La ‘Cenerentola’ di Luciano Cannito inaugura la stagione di danza dell’Accademia Filarmonica Romana



di Regina Picozzi

 

Lo scorso 19 gennaio il balletto “Cenerentola”, a firma del regista e coreografo Luciano Cannito, è andato in scena sul palco del Teatro Olimpico, inaugurando la stagione di danza dell’Accademia Filarmonica Romana.

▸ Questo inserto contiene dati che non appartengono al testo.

//! Prometheus metrics
//!
//! Installs the global recorder, describes every metric the broadcaster
//! records and serves them on the internal listener.
//!
//! Naming:
//! - `webhook_`: dispatch work queue
//! - `cache_`: resource inventory cache
//! - `http_`: webhook listener

use axum::{Router, routing::get};
use metrics::{describe_counter, describe_gauge, describe_histogram};
use metrics_exporter_prometheus::{BuildError, PrometheusBuilder, PrometheusHandle};

use crate::api::health;

/// Install the Prometheus recorder. Fails if a recorder is already installed.
pub fn init_metrics() -> Result<PrometheusHandle, BuildError> {
    let handle = PrometheusBuilder::new().install_recorder()?;
    register_metrics();
    Ok(handle)
}

/// Router for the internal listener: `/metrics` and `/health`
pub fn metrics_router(handle: PrometheusHandle) -> Router {
    Router::new()
        .route(
            "/metrics",
            get(move || {
                let handle = handle.clone();
                async move { handle.render() }
            }),
        )
        .route("/health", get(health::health_check))
}

fn register_metrics() {
    // =========================================================================
    // Work queue
    // =========================================================================

    describe_gauge!("webhook_depth", "Current depth of the webhook workqueue");
    describe_counter!("webhook_adds_total", "Total number of adds handled by the workqueue");
    describe_counter!("webhook_retries_total", "Total number of retries handled by the workqueue");
    describe_histogram!(
        "webhook_queue_latency_seconds",
        "How long an item stays in the workqueue before being processed"
    );
    describe_histogram!(
        "webhook_work_duration_seconds",
        "How long processing an item from the workqueue takes"
    );
    describe_counter!("webhook_success_total", "Items dispatched successfully");
    describe_counter!("webhook_errors_total", "Items dropped after exhausting their retries");
    describe_counter!(
        "webhook_dropped_total",
        "Queued or retry-pending items discarded at shutdown"
    );

    // =========================================================================
    // Resource cache
    // =========================================================================

    describe_gauge!("cache_pipelines", "Pipelines currently held in the resource cache");
    describe_counter!("cache_updates_total", "Completed resource cache refreshes");
    describe_counter!(
        "cache_update_errors_total",
        "Cluster or team refresh failures that kept stale entries"
    );

    // =========================================================================
    // HTTP
    // =========================================================================

    describe_counter!(
        "http_requests_total",
        "Webhook requests by status code and method (labels: code, method)"
    );
}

In questa originale versione, prodotta da Fabrizio di Fiore e mirabilmente realizzata ed interpretata dalla Roma Ballet City Company insieme con le due stelle internazionali Iana Salenko e Dinu Tamazlacaru, Principal Dancers del Teatro dell’Opera di Berlino, la poesia dell’amore favolistico si mescola con la creatività e l’ironia, regalando al pubblico uno spettacolo denso di emozioni.

 

A quasi ottant’anni dalla sua più antica rappresentazione (era il 21 novembre 1945 quando, al Teatro Bolshoi di Mosca, il balletto tratto dalla fiaba di Perrault venne proposto per la prima volta, con la coreografia di Rostislav Zakharov, riscuotendo un enorme successo di critica), la storia della fanciulla che riesce a trovare la felicità nonostante le avversità della vita, i dolori imposti dalla sorte e quelli causati dagli esseri umani suscita ancora oggi un appassionato e rinnovato interesse.

 

L’intento di Prokofiev, che ne completò il libretto a fine estate 1943, era quello di creare una musica che sapesse rispecchiare l’essenza dell’animo di ogni essere umano, emblematicamente rappresentato nelle vicende portate in scena, in tutta la sua complessità e ricchezza di contrasti, riuscendo a coinvolgere emotivamente il pubblico di ogni età, travolto e quasi stregato da note e passaggi struggenti. 

 

Luciano Cannito fornisce alla narrazione originale un tocco di ironia ed un tono divertito, all’interno di una cornice di eleganza e raffinatezza, resa tale dalla bellezza sia dei costumi - realizzati da Giusi Giustino, costumista e direttrice della sartoria del Teatro San Carlo di Napoli - che dalle scene di Michele Della Cioppa, direttore degli allestimenti scenici del Teatro dell'Opera di Roma.

 


 

Volutamente caricaturali e a tratti comici i personaggi delle sorellastre e della Matrigna, quest’ultima splendidamente interpretata da Manuel Paruccini, primo ballerino del Teatro dell'Opera di Roma, nel ruolo "en travesti".

 

L’amore predestinato, quello romantico, quello sognato, è anticipato nella vita di Cenerentola dall’amore del padre malato, portato in scena dalla nobile e delicata presenza di Alfonso Paganini: nonostante nulla possa rispetto alle angherie ed ingiustizie che la figlia subisce, mai si sottrae al tentativo di cambiare le cose e al desiderio di darle forza, fiducia, sostegno.

 

E proprio quando ogni speranza sembra essersi dissolta, in realtà tutto è pronto perché la magia avvenga: la zucca diverrà una sfolgorante carrozza che accompagnerà la fanciulla al grande ballo, dove ad attenderla c’è il suo Destino.

 

Allora ecco dispiegarsi l’incanto degli sguardi, l’incontro silenzioso delle anime.

 


 

La gioia dell’appartenenza fa dimenticare tutto: la diversità, i dolori e persino il tempo, che velocemente scorre tra le pieghe degli abiti sfavillanti, in una danza leggera che si vorrebbe non finisse mai.

 

E tutto ciò che seguirà – i rintocchi dell’orologio, la fuga di Cenerentola, la disperata ricerca del Principe nelle case di tutto il regno – non sarà altro che una trepidante attesa del compiersi della sorte, racchiusa in una piccola scarpetta.

 

Sarà proprio il padre a prendere per mano Cenerentola e a ricondurla negli occhi dell’amato, e tra le sue braccia. A ricordarci, come ben esprimono le parole dello stesso Cannito, che la storia raccontata attraverso la danza aggiunge al racconto stesso il fantastico da tutti desiderato: “realizzare i nostri sogni nei momenti più bui della nostra vita e soprattutto realizzarli quando non ce lo aspettavamo più”.